27 Février 2017 , Rédigé par Frédéric Delorca Publié dans #Colonialisme-impérialisme, #La droite, #Grundlegung zur Metaphysik, #Peuples d'Europe et UE, #Débats chez les "résistants", #Espagne

Les identités nationales relèvent la tête. En Grande-Bretagne UKIP ne veut plus recevoir de leçons d'anticolonialisme (c'est pourquoi je pense que Macron avec sa tirade sur l'Algérie a 10 ans de retard par rapport à l'histoire des idées, même s'il est exact que les crimes de guerre là bas furent atroces au 19e siècle comme dans les années 50-60). En Espagne dans El Pais du 27 février, l'universitaire andalouse María Elvira Roca Barea explique : L'Inquisition a tué 1 300 personnes en 140 ans, Calvin en a brûlé 500 en 20 ans. Elle se propose de lutter contre l'hispanophobie qui a inspiré l'intelligentsia européenne depuis le 18e siècle (un sujet que j'ai un peu abordé en parlant de Custine il y a 5 ans - déjà !).

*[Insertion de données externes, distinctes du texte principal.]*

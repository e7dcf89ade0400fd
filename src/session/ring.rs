//! Fixed-capacity ring buffer used by the event log and the trailing windows.

/// Bounded FIFO with O(1) append. Storage is allocated once up front; when the
/// buffer is full the slot at `head` (the oldest entry) is overwritten.
#[derive(Debug, Clone)]
pub struct RingBuffer<T> {
    slots: Vec<T>,
    capacity: usize,
    // Index of the oldest element once the buffer has wrapped.
    head: usize,
}

impl<T> RingBuffer<T> {
    #[must_use]
    pub fn with_capacity(capacity: usize) -> Self {
        RingBuffer {
            slots: Vec::with_capacity(capacity),
            capacity,
            head: 0,
        }
    }

    /// Appends `item`, returning the evicted oldest element when full.
    /// A zero-capacity buffer hands the item straight back.
    pub fn push(&mut self, item: T) -> Option<T> {
        if self.capacity == 0 {
            return Some(item);
        }
        if self.slots.len() < self.capacity {
            self.slots.push(item);
            return None;
        }
        let evicted = std::mem::replace(&mut self.slots[self.head], item);
        self.head = (self.head + 1) % self.capacity;
        Some(evicted)
    }

    pub fn len(&self) -> usize {
        self.slots.len()
    }

    pub fn is_empty(&self) -> bool {
        self.slots.is_empty()
    }

    pub fn capacity(&self) -> usize {
        self.capacity
    }

    /// Iterates from oldest to newest.
    pub fn iter(&self) -> impl DoubleEndedIterator<Item = &T> + '_ {
        let (newer, older) = self.slots.split_at(self.head);
        older.iter().chain(newer.iter())
    }

    pub fn newest(&self) -> Option<&T> {
        self.iter().next_back()
    }

    pub fn to_vec(&self) -> Vec<T>
    where
        T: Clone,
    {
        self.iter().cloned().collect()
    }
}

#[cfg(test)]
mod tests {
    use super::RingBuffer;

    #[test]
    fn fills_then_evicts_oldest() {
        let mut ring = RingBuffer::with_capacity(3);
        assert_eq!(ring.push(1), None);
        assert_eq!(ring.push(2), None);
        assert_eq!(ring.push(3), None);
        assert_eq!(ring.push(4), Some(1));
        assert_eq!(ring.push(5), Some(2));
        assert_eq!(ring.to_vec(), vec![3, 4, 5]);
        assert_eq!(ring.len(), 3);
        assert_eq!(ring.newest(), Some(&5));
    }

    #[test]
    fn wraps_many_times() {
        let mut ring = RingBuffer::with_capacity(4);
        for i in 0..103 {
            ring.push(i);
        }
        assert_eq!(ring.to_vec(), vec![99, 100, 101, 102]);
    }

    #[test]
    fn zero_capacity_keeps_nothing() {
        let mut ring = RingBuffer::with_capacity(0);
        assert_eq!(ring.push("a"), Some("a"));
        assert!(ring.is_empty());
        assert_eq!(ring.newest(), None);
    }
}
//! Bounded recent-event history plus lifetime counters and frequency tables.

use crate::event::{Event, EventKind};
use crate::session::frequency::FrequencyTable;
use crate::session::ring::RingBuffer;
use serde::{Deserialize, Serialize};

pub const DEFAULT_MAX_EVENTS: usize = 10_000;

/// Lifetime totals. Never decremented, even when the buffer evicts.
#[derive(Debug, Clone, Copy, Default, PartialEq, Eq, Serialize, Deserialize)]
#[serde(default)]
pub struct Counters {
    pub total_keypresses: u64,
    pub total_mouse_clicks: u64,
    pub total_mouse_moves: u64,
}

#[derive(Debug, Clone)]
pub struct EventLog {
    events: RingBuffer<Event>,
    counters: Counters,
    key_frequencies: FrequencyTable,
    click_frequencies: FrequencyTable,
}

impl Default for EventLog {
    fn default() -> Self {
        EventLog::with_capacity(DEFAULT_MAX_EVENTS)
    }
}

impl EventLog {
    #[must_use]
    pub fn with_capacity(max_events: usize) -> Self {
        EventLog {
            events: RingBuffer::with_capacity(max_events),
            counters: Counters::default(),
            key_frequencies: FrequencyTable::new(),
            click_frequencies: FrequencyTable::new(),
        }
    }

    /// Appends `event` and updates the counter and table for its kind.
    pub fn push(&mut self, event: Event) {
        match event.kind {
            EventKind::KeyPress => {
                self.counters.total_keypresses += 1;
                self.key_frequencies.increment(event.data.key_symbol());
            }
            EventKind::MouseClick | EventKind::MouseRelease => {
                self.counters.total_mouse_clicks += 1;
                self.click_frequencies.increment(event.data.button_symbol());
            }
            EventKind::MouseMove => self.counters.total_mouse_moves += 1,
            EventKind::KeyRelease | EventKind::MouseScroll => {}
        }
        self.events.push(event);
    }

    /// Events currently held, oldest first.
    pub fn len(&self) -> usize {
        self.events.len()
    }

    pub fn is_empty(&self) -> bool {
        self.events.is_empty()
    }

    pub fn capacity(&self) -> usize {
        self.events.capacity()
    }

    pub fn iter(&self) -> impl DoubleEndedIterator<Item = &Event> + '_ {
        self.events.iter()
    }

    pub fn to_vec(&self) -> Vec<Event> {
        self.events.to_vec()
    }

    pub fn counters(&self) -> Counters {
        self.counters
    }

    pub fn key_frequencies(&self) -> &FrequencyTable {
        &self.key_frequencies
    }

    pub fn click_frequencies(&self) -> &FrequencyTable {
        &self.click_frequencies
    }
}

Mon petit côté romanesque me fait m'intéresser à cette Clémentine Autain de droite qu'est la journaliste Charlotte d'Ornellas, née en 1986,visage de Jeanne d'Arc en 2002, qui avait en 2014 nourri les polémiques avec un article dans Boulevard Voltaire sur un viol avec actes de barbarie sur un Française de 18 ans par des jeune morveux proche-orientaux à Evry. L'hiver dernier elle se réjouissait de la libération d'Alep Est, puis publiait un livre sur les chrétiens d'Orient et fondait une revue qui chante la louange de Marion-Maréchal Le Pen. Un fossé m'a toujours séparé des catholiques conservateurs que j'ai connus au cours des trois dernières décennies, et plus encore maintenant que je commence à comprendre certains ressorts métaphysiques de ce monde (un sujet qu'hélas je ne peux pas trop aborder dans ce blog car je ne veux pas choquer les lecteurs laïques). Mais il est toujours intéressant de découvrir ce qui fait la chair et le sang des diverses tendances politiques, puisqu'il faut bien que les idées s'incarnent.

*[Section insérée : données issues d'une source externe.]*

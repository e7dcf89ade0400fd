//! JSON session files.

use crate::event::Event;
use crate::session::event_log::Counters;
use crate::session::frequency::FrequencyTable;
use crate::session::stats::PerformanceSnapshot;
use serde::{Deserialize, Serialize};
use std::fs::File;
use std::io::{self, BufReader, BufWriter, Write};
use std::path::{Path, PathBuf};
use thiserror::Error;
use tracing::{error, info, warn};

pub const DEFAULT_LOG_FILE: &str = "input_log.json";

#[derive(Debug, Error)]
pub enum PersistError {
    #[error("session file not found: {}", path.display())]
    NotFound { path: PathBuf },
    #[error("I/O error on {}: {source}", path.display())]
    Io {
        path: PathBuf,
        #[source]
        source: io::Error,
    },
    #[error("malformed session file {}: {source}", path.display())]
    Malformed {
        path: PathBuf,
        #[source]
        source: serde_json::Error,
    },
    #[error("failed to serialize session for {}: {source}", path.display())]
    Serialize {
        path: PathBuf,
        #[source]
        source: serde_json::Error,
    },
}

#[derive(Debug, Clone, Default, PartialEq, Serialize, Deserialize)]
#[serde(default)]
pub struct SessionInfo {
    /// Local ISO-8601 time the session started.
    pub start_time: String,
    /// Seconds, fixed at stop.
    pub duration: f64,
    /// Events held in the buffer when saved.
    pub total_events: usize,
}

#[derive(Debug, Clone, Default, PartialEq, Serialize, Deserialize)]
#[serde(default)]
pub struct Statistics {
    pub total_keypresses: u64,
    pub total_mouse_clicks: u64,
    pub total_mouse_moves: u64,
    pub session_duration: f64,
    pub key_frequencies: FrequencyTable,
    pub click_frequencies: FrequencyTable,
}

impl Statistics {
    pub fn counters(&self) -> Counters {
        Counters {
            total_keypresses: self.total_keypresses,
            total_mouse_clicks: self.total_mouse_clicks,
            total_mouse_moves: self.total_mouse_moves,
        }
    }
}

/// On-disk layout of one session. Every section may be missing when loading
/// files written by other tools or older versions.
#[derive(Debug, Clone, Default, PartialEq, Serialize, Deserialize)]
pub struct SessionDocument {
    #[serde(default, skip_serializing_if = "Option::is_none")]
    pub session_info: Option<SessionInfo>,
    #[serde(default, skip_serializing_if = "Option::is_none")]
    pub statistics: Option<Statistics>,
    #[serde(default, skip_serializing_if = "Option::is_none")]
    pub performance: Option<PerformanceSnapshot>,
    #[serde(default)]
    pub events: Vec<Event>,
}

/// Writes `doc` to `path` as pretty-printed JSON.
///
/// Failures are logged here and returned; callers are free to keep going.
pub fn save_document(doc: &SessionDocument, path: &Path) -> Result<(), PersistError> {
    let result = write_document(doc, path);
    match &result {
        Ok(()) => info!(path = %path.display(), events = doc.events.len(), "Session saved"),
        Err(e) => error!(error = %e, "Failed to save session"),
    }
    result
}

fn write_document(doc: &SessionDocument, path: &Path) -> Result<(), PersistError> {
    let io_err = |source| PersistError::Io {
        path: path.to_path_buf(),
        source,
    };
    let file = File::create(path).map_err(io_err)?;
    let mut writer = BufWriter::new(file);
    serde_json::to_writer_pretty(&mut writer, doc).map_err(|source| {
        if source.is_io() {
            PersistError::Io {
                path: path.to_path_buf(),
                source: io::Error::from(source),
            }
        } else {
            PersistError::Serialize {
                path: path.to_path_buf(),
                source,
            }
        }
    })?;
    writer.write_all(b"\n").map_err(io_err)?;
    writer.flush().map_err(io_err)
}

/// Reads a session file written by [`save_document`] (or anything shaped like it).
pub fn load_document(path: &Path) -> Result<SessionDocument, PersistError> {
    let result = read_document(path);
    match &result {
        Ok(doc) => info!(path = %path.display(), events = doc.events.len(), "Session loaded"),
        Err(e) => warn!(error = %e, "Failed to load session"),
    }
    result
}

fn read_document(path: &Path) -> Result<SessionDocument, PersistError> {
    let file = File::open(path).map_err(|source| {
        if source.kind() == io::ErrorKind::NotFound {
            PersistError::NotFound {
                path: path.to_path_buf(),
            }
        } else {
            PersistError::Io {
                path: path.to_path_buf(),
                source,
            }
        }
    })?;
    serde_json::from_reader(BufReader::new(file)).map_err(|source| {
        if source.is_io() {
            PersistError::Io {
                path: path.to_path_buf(),
                source: io::Error::from(source),
            }
        } else {
            PersistError::Malformed {
                path: path.to_path_buf(),
                source,
            }
        }
    })
}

La lecture d'Emmanuel Berl me fait prendre du recul à la fois à l'égard de ce qui à fait la grandeur et la misère de l'internationalisme et de ce qui a fait et fera la grandeur et la misère des nationalismes. Le mouvement de balancier a l'air assez inévitable, même s'il est vrai que la technologie en complique la problématique ou en atténue la portée.

On s'inquiète en ce moment de la possible défaite au second tour de la présidentielle le 2 avril prochain du dauphin de Correa en Equateur. Le président sortant a un plan B pour provoquer une "mort croisée" de l'exécutif et du parlement (acquis à sa cause) un an plus tard. La constitution le lui permet. Mais en attendant c'est Assange qui en ferait les frais. Tout cela en partie à cause de la candidature au premier tour de Cinthia Viteri (cf ci dessous). Mais pas seulement bien sûr... La défaite de la gauche au 1er tour dans les zones orientales indigènes où sévit l'extraction pétrolière doit faire réfléchir...

A part ça, il y a des discussions dans les milieux anti-impérialistes anglo-saxons sur la série "The Empire Files" qui passe sur TeleSur English. Il paraît que c'est génial...

Je ne l'ai pas encore regardée. Voici l'épisode sur la Syrie. Je vous laisse vous faire votre propre opinion.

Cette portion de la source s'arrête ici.